In a recent preprint, Cristian and Sébastien show the robustness of Starobinsky and Higgs inflation to inhomogeneous initial conditions of all sizes. They have performed full numerical relativity simulations with strong inhomogeneous initial field and velocities. After some “wibbly-wobbly timey-wimey” evolution, the system relaxes towards… Cosmic Inflation.
Their results are presented in Ref. [1]. Simulations show that sub-Hubble, as well as Hubble-sized, fluctuations generically lead to inflation after an oscillatory phase between gradient and kinetic energies. The following figure shows the evolution of the equation of state for sub-Hubble (top), and super-Hubble (bottom) inhomogeneous initial conditions.
Whilst Hubble-sized fluctuations are able to form large pre-inflationary black holes, their horizons end up being always sub-Hubble and this allows for inflation to take place in the neighbourhood of the black hole horizon. These results could even suggest that the formation of large pre-inflationary black holes can catalize the onset of inflation. They trap gradient energies and therefore smooth the field and metric in the surrounding regions. An equatorial slice of a black hole forming is represented below.

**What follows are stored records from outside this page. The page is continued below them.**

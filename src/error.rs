//! Error types for grammar compression.

use thiserror::Error;

/// Result type alias for compression operations.
pub type Result<T> = core::result::Result<T, Error>;

/// Compression error types.
#[derive(Debug, Error)]
pub enum Error {
    /// Reading the byte source or writing the byte sink failed.
    #[error("I/O error: {0}")]
    Io(#[from] std::io::Error),

    /// No pattern in the input repeats.
    #[error("nothing to compress: no pattern repeats in {len} bytes")]
    NothingToCompress { len: usize },

    /// The dictionary grew past the 16-bit code space.
    #[error("symbol {symbol} does not fit in a 16-bit code")]
    SymbolOverflow { symbol: i32 },

    /// A splice primitive met block content that contradicts a verified match.
    #[error("internal consistency: {message}")]
    InternalConsistency { message: String },

    /// Expanding the emitted grammar did not reproduce the input.
    #[error("round trip failed at byte {offset}: expected length {expected}, got {actual}")]
    RoundTripFailure {
        offset: usize,
        expected: usize,
        actual: usize,
    },

    /// A compressed stream could not be decoded.
    #[error("corrupted stream: {0}")]
    Corrupted(String),
}

impl Error {
    /// Create an internal consistency error.
    pub(crate) fn internal(message: impl Into<String>) -> Self {
        Error::InternalConsistency {
            message: message.into(),
        }
    }

    /// Create a corrupted stream error.
    pub(crate) fn corrupted(message: impl Into<String>) -> Self {
        Error::Corrupted(message.into())
    }

    /// Whether the error indicates a bug rather than bad input or I/O.
    pub fn is_fatal(&self) -> bool {
        matches!(
            self,
            Error::InternalConsistency { .. } | Error::RoundTripFailure { .. }
        )
    }
}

Paradoxically, when inhomogeneities escape the formation of black holes, the dynamics becomes the richest. On sub-Hubble scales, the non-linear dynamics of the deeply inhomogeneous scalar field sources metric backreactions in the form of shear and tensor modes. These modes are found to decay slower than the energy density of the field and can potentially dominate the energy content of the Universe for a while. However, when this occurs, the beginning of inflation is simply delayed but never prevented. The next figure represents a snapshot of the gravitational modes “energy” produced in the sub-Hubble dynamics.

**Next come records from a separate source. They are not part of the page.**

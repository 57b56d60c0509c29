use crate::symbol::Symbol;

/// Allocates non-terminal symbols.
///
/// Codes start at [`Symbol::FIRST`] and only ever grow; a code is never handed
/// out twice within one run, even after its rule has been inlined or trimmed.
#[derive(Debug)]
pub(crate) struct SymbolAllocator {
    next: i32,
}

impl SymbolAllocator {
    /// Creates an allocator starting at the first non-terminal.
    pub(crate) fn new() -> Self {
        Self {
            next: Symbol::FIRST.code(),
        }
    }

    /// Gets a fresh non-terminal.
    pub(crate) fn get(&mut self) -> Symbol {
        let symbol = Symbol::new(self.next);
        self.next += 1;
        symbol
    }

    /// Number of symbols handed out so far.
    pub(crate) fn allocated(&self) -> usize {
        (self.next - Symbol::FIRST.code()) as usize
    }
}

#[cfg(test)]
mod tests {
    use super::*;

    #[test]
    fn test_sequential_allocation() {
        let mut gen = SymbolAllocator::new();
        assert_eq!(gen.get(), Symbol::new(256));
        assert_eq!(gen.get(), Symbol::new(257));
        assert_eq!(gen.get(), Symbol::new(258));
        assert_eq!(gen.allocated(), 3);
    }

    #[test]
    fn test_fresh_allocator_is_empty() {
        let gen = SymbolAllocator::new();
        assert_eq!(gen.allocated(), 0);
    }
}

Our analysis further supports the robustness of inflation to any size of inhomogeneity, in the field, velocity or equation-of-state. At large scalar field values, the pre-inflation dynamics only marginally depends on the field potential and it is expected that such behaviour is universal and it applies to any inflation potential of plateau-type, as the ones favoured by the CMB observations after Planck.